2026-01-13 04:26:59

Step 1: Transcribe with parakeet-mlx.
When I started transcribing AppStories and MacStories Unwind three years ago, I had wanted to do so for years, but the tools at the time were either too inaccurate or too expensive. That turned a corner with OpenAI’s Whisper, an open-source speech-to-text model that blew away other readily available options.
Still, the results weren’t good enough to publish those transcripts anywhere. Instead, I kept them as text-searchable archives to make it easier to find and link to old episodes.
Since then, a cottage industry of apps has arisen around Whisper transcription. Some of those tools do a very good job with what is now an aging model, but I have never been satisfied with their accuracy or speed. However, when we began publishing our podcasts as videos, I knew it was finally time to start generating transcripts because as inaccurate as Whisper is, YouTube’s automatically generated transcripts are far worse.

VidCap in action.
My first stab at video transcription was to use apps like VidCap and MacWhisper. After a transcript was generated, I’d run it through MassReplaceIt, a Mac app that lets you create and apply a huge dictionary of spelling corrections using a bulk find-and-replace operation. As I found errors in AI transcriptions by manually skimming them, I’d add those corrections to my dictionary. As a result, the transcriptions improved over time, but it was a cumbersome process that relied on me spotting errors, and I didn’t have time to do more than scan through each transcript quickly.
That’s why I was so enthusiastic about the speech APIs that Apple introduced last year at WWDC. The accuracy wasn’t any better than Whisper, and in some circumstances it was worse, but it was fast, which I appreciate given the many steps needed to get a YouTube video published.
The process was sped up considerably when Claude Skills were released. A skill can combine a script with instructions to create a hybrid automation with both the deterministic outcome of scripting and the fuzzy analysis of LLMs.

Transcribing with yap.
I’d run yap, a command line tool that I used to transcribe videos with Apple’s speech-to-text framework. Next, I’d open the Claude app, attach the resulting transcript, and run a skill that would run the script, replacing known spelling errors. Then, Claude would analyze the text against its knowledge base, looking for other likely misspellings. When it found one, Claude would reply with some textual context, asking if the proposed change should be made. After I responded, Claude would further improve my transcript, and I’d tell Claude which of its suggestions to add to the script’s dictionary, helping improve the results a little each time I used the skill.
Over the holidays, I refined my skill further and moved it from the Claude app to the Terminal. The first change was to move to parakeet-mlx, an Apple silicon-optimized version of NVIDIA’s Parakeet model that was released last summer. Parakeet isn’t as fast as Apple’s speech APIs, but it’s more accurate, and crucially, its mistakes are closer to the right answers phonetically than the ones made by Apple’s tools. Consequently, Claude is more likely to find mistakes that aren’t in my dictionary of misspellings in its final review.

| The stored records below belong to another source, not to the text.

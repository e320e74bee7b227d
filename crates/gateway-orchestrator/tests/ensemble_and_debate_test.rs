//! Integration coverage driving `EnsembleOrchestrator` and
//! `DebateOrchestrator` together through the public crate surface only,
//! mirroring the teacher's `worker/tests/worker_config_test.rs` convention of
//! exercising a component from outside its crate rather than through a
//! `#[cfg(test)]` module.

use async_trait::async_trait;
use gateway_core::{
    CapabilitySet, ChatCompletionRequest, ChatMessage, ChatResponse, GatewayError, Provider, ProviderId, ProviderKind, ProviderSpec,
};
use gateway_orchestrator::provider_runtime::{CircuitBreakerConfig, ProviderFactory, ProviderRegistry};
use gateway_orchestrator::{DebateConfig, EnsembleConfig, EnsembleOrchestrator, EventBus, EventType};
use gateway_orchestrator::debate::{DebateOrchestrator, FullCompressor, Participant, Role};
use gateway_orchestrator::worker::WorkerPool;
use std::sync::Arc;
use std::time::Duration;

/// A provider that always answers with a fixed reply, for driving the
/// orchestrators without a network call.
struct StubProvider {
    spec: ProviderSpec,
    reply: String,
}

impl StubProvider {
    fn new(id: &str, reply: impl Into<String>) -> Self {
        Self {
            spec: ProviderSpec { id: ProviderId(id.into()), kind: ProviderKind::ApiKey, models: vec!["stub-model".into()], capabilities: CapabilitySet::EMPTY },
            reply: reply.into(),
        }
    }
}

#[async_trait]
impl Provider for StubProvider {
    fn spec(&self) -> &ProviderSpec {
        &self.spec
    }

    async fn complete(&self, _req: &ChatCompletionRequest) -> Result<ChatResponse, GatewayError> {
        Ok(ChatResponse { content: self.reply.clone(), usage: None, confidence: Some(0.9) })
    }
}

fn factory_for(provider: Arc<StubProvider>) -> ProviderFactory {
    Arc::new(move || Ok(provider.clone() as Arc<dyn Provider>))
}

fn req(text: &str) -> ChatCompletionRequest {
    ChatCompletionRequest {
        messages: vec![ChatMessage::user(text)],
        model: "stub-model".into(),
        temperature: 0.7,
        max_tokens: None,
        tools: vec![],
        system: None,
        stream: false,
    }
}

#[tokio::test]
async fn ensemble_picks_a_winner_across_two_registered_providers() {
    let events = EventBus::new(16, Duration::from_millis(100));
    let registry = Arc::new(ProviderRegistry::new(events.clone()));

    registry.register(
        ProviderId("alpha".into()),
        CapabilitySet::EMPTY,
        factory_for(Arc::new(StubProvider::new("alpha", "alpha says hi there friend"))),
        CircuitBreakerConfig::default(),
    );
    registry.register(
        ProviderId("beta".into()),
        CapabilitySet::EMPTY,
        factory_for(Arc::new(StubProvider::new("beta", "beta"))),
        CircuitBreakerConfig::default(),
    );

    let ensemble = EnsembleOrchestrator::new(registry, events.clone(), WorkerPool::new(4, 16), EnsembleConfig::default());
    let outcome = ensemble.complete(&req("what's the weather")).await.expect("ensemble completes");
    assert!(!outcome.response.content.is_empty());
}

#[tokio::test]
async fn ensemble_decision_cache_serves_repeat_requests_without_reinvoking_providers() {
    let events = EventBus::new(16, Duration::from_millis(100));
    let registry = Arc::new(ProviderRegistry::new(events.clone()));
    registry.register(
        ProviderId("alpha".into()),
        CapabilitySet::EMPTY,
        factory_for(Arc::new(StubProvider::new("alpha", "cached answer"))),
        CircuitBreakerConfig::default(),
    );

    let ensemble = EnsembleOrchestrator::new(registry, events, WorkerPool::new(4, 16), EnsembleConfig::default());
    let request = req("repeat me");
    let first = ensemble.complete(&request).await.expect("first call completes");
    let second = ensemble.complete(&request).await.expect("second call completes");
    assert_eq!(first.response.content, second.response.content);
}

#[tokio::test]
async fn debate_reaches_a_terminal_status_with_two_participants() {
    let events = EventBus::new(16, Duration::from_millis(100));
    let registry = Arc::new(ProviderRegistry::new(events.clone()));
    registry.register(
        ProviderId("analyst-backend".into()),
        CapabilitySet::EMPTY,
        factory_for(Arc::new(StubProvider::new("analyst-backend", "the facts suggest a measured rollout is warranted here"))),
        CircuitBreakerConfig::default(),
    );
    registry.register(
        ProviderId("mediator-backend".into()),
        CapabilitySet::EMPTY,
        factory_for(Arc::new(StubProvider::new("mediator-backend", "agreed, a measured rollout is warranted here"))),
        CircuitBreakerConfig::default(),
    );

    let pool = WorkerPool::new(4, 16);
    let orchestrator = DebateOrchestrator::new(registry, events.clone(), pool, Arc::new(FullCompressor), DebateConfig { max_rounds: 2, ..DebateConfig::default() });

    let participants = vec![
        Participant {
            id: "p1".into(),
            role: Role::Analyst,
            provider_ref: ProviderId("analyst-backend".into()),
            model_ref: "stub-model".into(),
            weight: 1.0,
            max_retries: 1,
            timeout: Duration::from_secs(5),
        },
        Participant {
            id: "p2".into(),
            role: Role::Mediator,
            provider_ref: ProviderId("mediator-backend".into()),
            model_ref: "stub-model".into(),
            weight: 1.0,
            max_retries: 1,
            timeout: Duration::from_secs(5),
        },
    ];

    let created = orchestrator.create("should we roll out the new feature".into(), participants);

    let mut rx = events.subscribe(EventType::DebateCompleted, 4, None).await;
    if let Some(rx) = rx.as_mut() {
        let _ = tokio::time::timeout(Duration::from_secs(5), rx.recv()).await;
    }

    let finished = orchestrator.get(&created.id).await.expect("debate record exists");
    assert!(matches!(finished.status, gateway_orchestrator::debate::DebateStatus::Completed | gateway_orchestrator::debate::DebateStatus::Failed));
    assert!(!finished.rounds.is_empty());
}

#[tokio::test]
async fn debate_cancel_moves_a_running_debate_to_cancelled() {
    let events = EventBus::new(16, Duration::from_millis(100));
    let registry = Arc::new(ProviderRegistry::new(events.clone()));
    registry.register(
        ProviderId("slow-backend".into()),
        CapabilitySet::EMPTY,
        factory_for(Arc::new(StubProvider::new("slow-backend", "slow response"))),
        CircuitBreakerConfig::default(),
    );

    let pool = WorkerPool::new(2, 8);
    let orchestrator = DebateOrchestrator::new(registry, events, pool, Arc::new(FullCompressor), DebateConfig::default());

    let participants = vec![Participant {
        id: "p1".into(),
        role: Role::Analyst,
        provider_ref: ProviderId("slow-backend".into()),
        model_ref: "stub-model".into(),
        weight: 1.0,
        max_retries: 0,
        timeout: Duration::from_secs(5),
    }];

    let created = orchestrator.create("topic".into(), participants);
    let cancelled = orchestrator.cancel(&created.id);
    assert!(cancelled);
}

Managing the built-in corrections dictionary.
With Claude Opus 4.5’s assistance, I rebuilt the Python script at the heart of my Claude skill to run videos through parakeet-mlx, saving the results as either a .srt or .txt file (or both) in the same location as the original file but prepended with “CLEANED TRANSCRIPT.” Because Claude Code can run scripts and access local files from Terminal, the transition to the final fuzzy pass for errors is seamless. Claude asks permission to access the cleaned transcript file that the script creates and then generates a report with suggested changes.

A list of obscure words Claude suggested changing. Every one was correct.
The last step is for me to confirm which suggested changes should be made and which should be added to the dictionary of corrections. The whole process takes just a couple of minutes, and it’s worth the effort. For the last episode of AppStories, the script found and corrected 27 errors, many of which were misspellings of our names, our podcasts, and MacStories. The final pass by Claude managed to catch seven more issues, including everything from a misspelling of the band name Deftones to Susvara, a model of headphones, and Bazzite, an open-source SteamOS project. Those are far from everyday words, but now, their misspellings are not only fixed in the latest episode of AppStories, they’re in the dictionary where those words will always be corrected whether Claude’s analysis catches them or not.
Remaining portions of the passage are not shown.